Au mois d’août, la plupart des données publiées continuent d’illustrer le rebond de l’activité qui succède mécaniquement au confinement des grandes économies. Toutefois, le maintien du risque épidémique à un niveau globalement élevé, avec des recrudescences marquées dans certains pays (notamment l’Espagne et la France), menace la pérennité de ce fragile redressement. Par ailleurs, certains indicateurs font déjà état d’un essoufflement de l’élan de la reprise économique en juillet-août alors que les niveaux d’activité restent globalement bien inférieurs aux normes d’avant-crise et que les annonces de licenciements se multiplient. Sur le marché des changes, l’Euro s’est apprécié de 0,8% et termine le mois à 1,194 dollar pour un euro. Le prix du baril de pétrole Brent atteint 45,3$, soit une progression mensuelle de 4,6%.

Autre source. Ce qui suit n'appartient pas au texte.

//! End-to-end scenarios across the chunking engine.
//!
//! Exercises the public surface the way a file-processing pipeline does:
//! config-driven dispatch, the individual strategies on realistic
//! documents, and the multilingual/RTL/emoji cases that byte-oriented
//! splitters get wrong.

use strata::{
    chunk_document, count_chars, extract_toc, toc_to_markdown, Chunk, ChunkConfig, Chunker,
    DelimiterChunker, Error, MarkdownChunker, OverlapChunker, RecursiveChunker, Strategy,
};

// =============================================================================
// Config-driven dispatch
// =============================================================================

#[test]
fn markdown_strategy_produces_titled_chunks() {
    let config = ChunkConfig {
        strategy: Strategy::Markdown,
        ..ChunkConfig::default()
    };
    let chunks = chunk_document("# Intro\nHello.\n\n## Detail\nMore.", &config).unwrap();
    assert_eq!(chunks.len(), 1);
    assert_eq!(chunks[0].title, "Intro");
    assert_eq!(chunks[0].level, 1);
}

#[test]
fn delimiter_strategy_uses_the_configured_delimiter() {
    let config = ChunkConfig {
        strategy: Strategy::Delimiter,
        delimiter: "|||".to_string(),
        ..ChunkConfig::default()
    };
    let chunks = chunk_document("a|||b|||c", &config).unwrap();
    let contents: Vec<&str> = chunks.iter().map(|c| c.content.as_str()).collect();
    assert_eq!(contents, ["a", "b", "c"]);
    assert!(chunks.iter().all(|c| c.level == 0 && c.title.is_empty()));
}

#[test]
fn auto_strategy_windows_plain_text() {
    let config = ChunkConfig {
        chunk_size: 40,
        chunk_overlap: 5,
        ..ChunkConfig::default()
    };
    let text = "para one is here\n\npara two is here\n\npara three is here";
    let chunks = chunk_document(text, &config).unwrap();
    assert!(chunks.len() > 1);
    for chunk in &chunks {
        assert!(chunk.size <= 40 + 5 + 2);
    }
}

#[test]
fn invalid_config_fails_fast() {
    let config = ChunkConfig {
        chunk_size: 0,
        ..ChunkConfig::default()
    };
    assert!(matches!(
        chunk_document("text", &config),
        Err(Error::InvalidChunkSize(0))
    ));

    let config = ChunkConfig {
        chunk_size: 100,
        chunk_overlap: 100,
        ..ChunkConfig::default()
    };
    assert!(matches!(
        chunk_document("text", &config),
        Err(Error::OverlapExceedsSize { size: 100, overlap: 100 })
    ));
}

#[test]
fn empty_document_yields_no_chunks_under_any_strategy() {
    for strategy in [Strategy::Markdown, Strategy::Delimiter, Strategy::Auto] {
        let config = ChunkConfig {
            strategy,
            ..ChunkConfig::default()
        };
        assert!(chunk_document("", &config).unwrap().is_empty());
    }
}

// =============================================================================
// Concrete scenarios
// =============================================================================

#[test]
fn small_adjacent_sections_merge_into_one_chunk() {
    let chunker = MarkdownChunker::new(10, 100).unwrap();
    let chunks = chunker.chunk("# A\ntext1\n## B\ntext2");
    assert_eq!(chunks.len(), 1);
    assert_eq!(chunks[0].title, "A");
    assert!(chunks[0].content.contains("text1"));
    assert!(chunks[0].content.contains("text2"));
}

#[test]
fn headerless_text_falls_back_to_recursive_splitting() {
    let text = "y".repeat(50);
    let chunker = MarkdownChunker::new(5, 20).unwrap();
    let chunks = chunker.chunk(&text);
    assert!(chunks.len() > 1);
    let mut covered = 0;
    for chunk in &chunks {
        assert!(chunk.size <= 20);
        covered += chunk.size;
    }
    // concatenation covers the original, overlap duplication aside
    assert!(covered >= 50);
}

#[test]
fn delimiter_split_drops_blank_pieces() {
    let chunker = DelimiterChunker::new("|||");
    assert_eq!(chunker.split("a|||b|||  |||c"), ["a", "b", "c"]);
}

#[test]
fn window_chunks_begin_with_previous_tail() {
    let chunker = OverlapChunker::new(6, 2).unwrap();
    let chunks = chunker.split("P1\n\nP2\n\nP3");
    assert!(chunks.len() > 1);
    for window in chunks.windows(2) {
        let prev = &window[0];
        let tail: String = prev.chars().skip(count_chars(prev) - 2).collect();
        assert!(
            window[1].starts_with(&tail),
            "{:?} does not begin with tail of {prev:?}",
            window[1]
        );
    }
}

#[test]
fn emoji_header_and_rtl_body_survive_exactly() {
    let text = "# 📚 Title\nمرحبا hello";
    let chunker = MarkdownChunker::new(10, 100).unwrap();
    let chunks = chunker.chunk(text);
    assert_eq!(chunks.len(), 1);
    assert_eq!(chunks[0].content, text);
    assert_eq!(chunks[0].title, "📚 Title");

    let toc = extract_toc(text);
    assert_eq!(toc[0].title, "📚 Title");
}

#[test]
fn sibling_headers_group_under_their_parents() {
    let toc = extract_toc("# A\n## B\n## C\n# D");
    assert_eq!(toc.len(), 2);
    assert_eq!(toc[0].title, "A");
    assert_eq!(toc[0].children.len(), 2);
    assert_eq!(toc[1].title, "D");
    assert!(toc[1].children.is_empty());

    let rendered = toc_to_markdown(&toc, true);
    assert_eq!(rendered, "- A\n  - B\n  - C\n- D");
}

// =============================================================================
// Mixed structure
// =============================================================================

#[test]
fn long_document_with_mixed_section_sizes() {
    let text = format!(
        "# Small\nbrief intro\n\n# Large\n{}\n\n# Tail\nclosing words",
        "lorem ipsum dolor sit amet, consectetur adipiscing elit. ".repeat(20)
    );
    let chunker = MarkdownChunker::new(100, 400).unwrap();
    let chunks = chunker.chunk(&text);

    assert!(chunks.len() > 2);
    assert_eq!(chunks[0].title, "Small");
    // the oversized middle section came back as parts
    assert!(chunks
        .iter()
        .any(|c| c.summary.starts_with("Large (part ")));
    assert_eq!(chunks.last().unwrap().title, "Tail");
    for chunk in &chunks {
        assert!(chunk.size <= 400 + 40 + 2, "chunk too large: {}", chunk.size);
    }
}

#[test]
fn setext_and_atx_documents_chunk_identically() {
    let atx = "# Title\nbody one\n## Sub\nbody two";
    let setext = "Title\n=====\nbody one\nSub\n---\nbody two";
    let chunker = MarkdownChunker::new(10, 100).unwrap();

    let from_atx = chunker.chunk(atx);
    let from_setext = chunker.chunk(setext);

    assert_eq!(from_atx.len(), from_setext.len());
    assert_eq!(from_atx[0].title, from_setext[0].title);
    assert_eq!(from_atx[0].level, from_setext[0].level);
}

#[test]
fn crlf_documents_normalize_before_splitting() {
    let chunker = MarkdownChunker::new(10, 100).unwrap();
    let chunks = chunker.chunk("# A\r\nline one\r\nline two");
    assert_eq!(chunks.len(), 1);
    assert!(!chunks[0].content.contains('\r'));
    assert_eq!(chunks[0].title, "A");
}

// =============================================================================
// Serialization boundary
// =============================================================================

#[test]
fn chunks_round_trip_through_json() {
    let chunker = MarkdownChunker::new(10, 100).unwrap();
    let chunks = chunker.chunk("# T\nbody");
    let json = serde_json::to_string(&chunks).unwrap();
    let back: Vec<Chunk> = serde_json::from_str(&json).unwrap();
    assert_eq!(chunks, back);
}

#[test]
fn config_deserializes_from_partial_json() {
    let config: ChunkConfig =
        serde_json::from_str(r#"{"strategy": "markdown", "chunk_size": 900}"#).unwrap();
    assert_eq!(config.strategy, Strategy::Markdown);
    assert_eq!(config.chunk_size, 900);
    assert_eq!(config.chunk_overlap, 200);
    assert_eq!(config.delimiter, "\n\n");
}

#[test]
fn toc_serializes_with_nested_children() {
    let toc = extract_toc("# A\n## B");
    let json = serde_json::to_value(&toc).unwrap();
    assert_eq!(json[0]["title"], "A");
    assert_eq!(json[0]["children"][0]["title"], "B");
}

// =============================================================================
// Trait-object usage
// =============================================================================

#[test]
fn strategies_are_interchangeable_behind_the_trait() {
    let strategies: Vec<Box<dyn Chunker>> = vec![
        Box::new(MarkdownChunker::default()),
        Box::new(DelimiterChunker::new("\n\n")),
        Box::new(OverlapChunker::new(1500, 200).unwrap()),
        Box::new(RecursiveChunker::new(1500, 200).unwrap()),
    ];
    let text = "# H\nshort document body";
    for chunker in &strategies {
        let chunks = chunker.chunk(text);
        assert_eq!(chunks.len(), 1, "single small document stays whole");
        assert!(chunks[0].size <= 1500);
        assert!(chunker.estimate_chunks(text.len()) >= 1);
    }
}
//! Markdown header detection.
//!
//! Produces the flat, offset-ordered outline that drives both section
//! segmentation and TOC construction. Two header styles are recognized:
//!
//! ```text
//! ## ATX style          Setext style
//! ## Title              Title
//!                       =====
//! ```
//!
//! ATX gives levels 1-6 from the `#` count; a Setext `=` underline is
//! level 1 and a `-` underline is level 2. Both detectors run in one pass
//! and the result is stably sorted by character offset, so the two styles
//! interleave in document order regardless of which detector fired first.

use std::sync::LazyLock;

use regex::Regex;
use serde::{Deserialize, Serialize};

use crate::normalize::count_chars;

/// `1-6 leading '#', whitespace, then title`, matched against the line
/// after trimming surrounding whitespace.
static ATX_HEADER: LazyLock<Regex> =
    LazyLock::new(|| Regex::new(r"^(#{1,6})\s+(.+)$").unwrap());

/// A detected Markdown header.
///
/// Offsets index the *normalized* text (see [`normalize`](crate::normalize))
/// and count Unicode scalars, not bytes.
#[derive(Debug, Clone, PartialEq, Eq, Serialize, Deserialize)]
pub struct OutlineEntry {
    /// Header level, 1-6.
    pub level: usize,
    /// Header title with surrounding whitespace and marker stripped.
    pub title: String,
    /// Zero-based index of the header line (for Setext, the title line).
    pub line: usize,
    /// Character offset of the header line within the normalized text.
    pub offset: usize,
}

/// Scan normalized text for Markdown headers.
///
/// Returns entries ordered by character offset; text with no headers yields
/// an empty vec, never an error.
///
/// ```rust
/// use strata::extract_outline;
///
/// let outline = extract_outline("# One\ntext\n## Two\nmore");
/// assert_eq!(outline.len(), 2);
/// assert_eq!(outline[0].title, "One");
/// assert_eq!(outline[1].level, 2);
/// ```
#[must_use]
pub fn extract_outline(text: &str) -> Vec<OutlineEntry> {
    let lines: Vec<&str> = text.split('\n').collect();

    // Char offset of each line start: accumulate len(line) + 1 for the
    // removed '\n'.
    let mut offsets = Vec::with_capacity(lines.len());
    let mut offset = 0;
    for line in &lines {
        offsets.push(offset);
        offset += count_chars(line) + 1;
    }

    let mut entries = Vec::new();
    for (i, line) in lines.iter().enumerate() {
        let trimmed = line.trim();

        if let Some(caps) = ATX_HEADER.captures(trimmed) {
            entries.push(OutlineEntry {
                level: caps[1].len(),
                title: caps[2].trim().to_string(),
                line: i,
                offset: offsets[i],
            });
            continue;
        }

        // A '=' or '-' underline promotes the preceding line to a header,
        // unless that line is blank or itself a header/underline.
        if i > 0 {
            if let Some(level) = setext_level(trimmed) {
                let prev = lines[i - 1].trim();
                if !prev.is_empty()
                    && setext_level(prev).is_none()
                    && !ATX_HEADER.is_match(prev)
                {
                    entries.push(OutlineEntry {
                        level,
                        title: prev.to_string(),
                        line: i - 1,
                        offset: offsets[i - 1],
                    });
                }
            }
        }
    }

    // ATX and Setext matches must interleave in document order; the sort is
    // stable, so same-offset entries keep detection order.
    entries.sort_by_key(|entry| entry.offset);
    entries
}

fn setext_level(trimmed: &str) -> Option<usize> {
    if trimmed.is_empty() {
        None
    } else if trimmed.chars().all(|ch| ch == '=') {
        Some(1)
    } else if trimmed.chars().all(|ch| ch == '-') {
        Some(2)
    } else {
        None
    }
}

Aux Etats-Unis, la progression de l’épidémie ralentit sur le mois d’août mais les incertitudes se maintiennent sur la reprise de l’activité. Le nombre de nouveaux cas s’est, en effet, considérablement réduit autour des 40 000 cas quotidiens fin août après avoir atteint des sommets en juillet à plus de 75 000 cas, surtout localisés dans les Etats du sud et de l’ouest du pays. Alors que les indicateurs d’enquêtes continuent de se redresser mécaniquement en juillet et août, les données sur l’emploi témoignent d’un certain essoufflement de l’élan des derniers mois. En juillet, seul 1,763 million d’emplois ont été créés aux Etats-Unis, soit près du tiers des créations d’emplois observées en juin. Ainsi, la dynamique du marché du travail s’infléchit alors que moins de la moitié des 21 millions d’emplois détruits en avril ont, pour l’heure, été recréés. Côté ménages, le ralentissement des progrès de la consommation en juillet (+1,6% après +8,4% et +5,7% en mai et juin) traduit également un essoufflement du rattrapage alors qu’une dégradation des revenus est attendue en août. Républicains et Démocrates n’ont en effet pas trouvé de terrain d’entente pour prolonger les indemnités chômage exceptionnelles de 600$ par semaine qui expiraient au 31 juillet. Côté monétaire, la stratégie de la Fed évolue vers l’adoption d’un ciblage d’inflation moyenne qui consiste à compenser les périodes où l’inflation est inférieure à la cible de 2% par des périodes où l’inflation est supérieure à la cible, ce qui devrait impliquer une politique monétaire structurellement plus accommodante. Face au recul de la relation inflation-chômage, la Fed a fait savoir qu’elle ne réagira pas à un marché du travail en tension tant que celui-ci ne génère pas de pressions inflationnistes indésirables ou d’autres déséquilibres. Sur le plan international, le Conseil de sécurité de l’ONU a rejeté le projet de résolution déposé par les Etats-Unis visant à prolonger l’embargo sur les armes en Iran, provoquant une nouvelle crispation du gouvernement américain vis-à-vis des institutions multilatérales. En vue de l’élection de novembre 2020, le candidat démocrate Joe Biden – qui dispose toujours d’une certaine avance dans les sondages – a renforcé son positionnement centriste en annonçant que la sénatrice Kamala Harris serait sa colistière.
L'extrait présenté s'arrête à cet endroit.